### [TASK INSTRUCTIONS]
Search the listing below for the string "else", then copy every line it appears in.

+--

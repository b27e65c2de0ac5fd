use std::path::{Component, Path, PathBuf};

use dirs_next::home_dir;

/// Resolve a user-supplied file location such as the log or attributes file.
///
/// The location is trimmed. A first component of exactly `~` stands for the
/// home directory; `~name/...` and everything else is returned as given.
/// Without a known home directory the tilde is left in place.
pub fn expand_tilde(raw: &str) -> PathBuf {
    let location = Path::new(raw.trim());
    let mut components = location.components();
    let starts_at_home = matches!(components.next(), Some(Component::Normal(first)) if first == "~");
    let Some(home) = home_dir().filter(|_| starts_at_home) else {
        return location.to_path_buf();
    };
    let rest = components.as_path();
    if rest.as_os_str().is_empty() { home } else { home.join(rest) }
}

#[cfg(test)]
mod tests {
    use super::*;

    fn with_home<T>(home: &str, f: impl FnOnce() -> T) -> T {
        temp_env::with_var("HOME", Some(home), f)
    }

    #[test]
    fn plain_locations_are_trimmed_only() {
        assert_eq!(expand_tilde("  /etc/advisory.json "), PathBuf::from("/etc/advisory.json"));
        assert_eq!(expand_tilde("attributes.json"), PathBuf::from("attributes.json"));
    }

    #[cfg(unix)]
    #[test]
    fn leading_tilde_means_the_home_directory() {
        with_home("/home/operator", || {
            assert_eq!(expand_tilde("~"), PathBuf::from("/home/operator"));
            assert_eq!(
                expand_tilde(" ~/advisory/attributes.json"),
                PathBuf::from("/home/operator/advisory/attributes.json")
            );
        });
    }

    #[cfg(unix)]
    #[test]
    fn other_tilde_forms_are_left_alone() {
        with_home("/home/operator", || {
            assert_eq!(expand_tilde("~other/advisory.log"), PathBuf::from("~other/advisory.log"));
            assert_eq!(expand_tilde("logs/~/advisory.log"), PathBuf::from("logs/~/advisory.log"));
        });
    }
}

+--

### [OUTPUT FOR THIS TASK]
/// home directory; `~name/...` and everything else is returned as given.
    let Some(home) = home_dir().filter(|_| starts_at_home) else {
    if rest.as_os_str().is_empty() { home } else { home.join(rest) }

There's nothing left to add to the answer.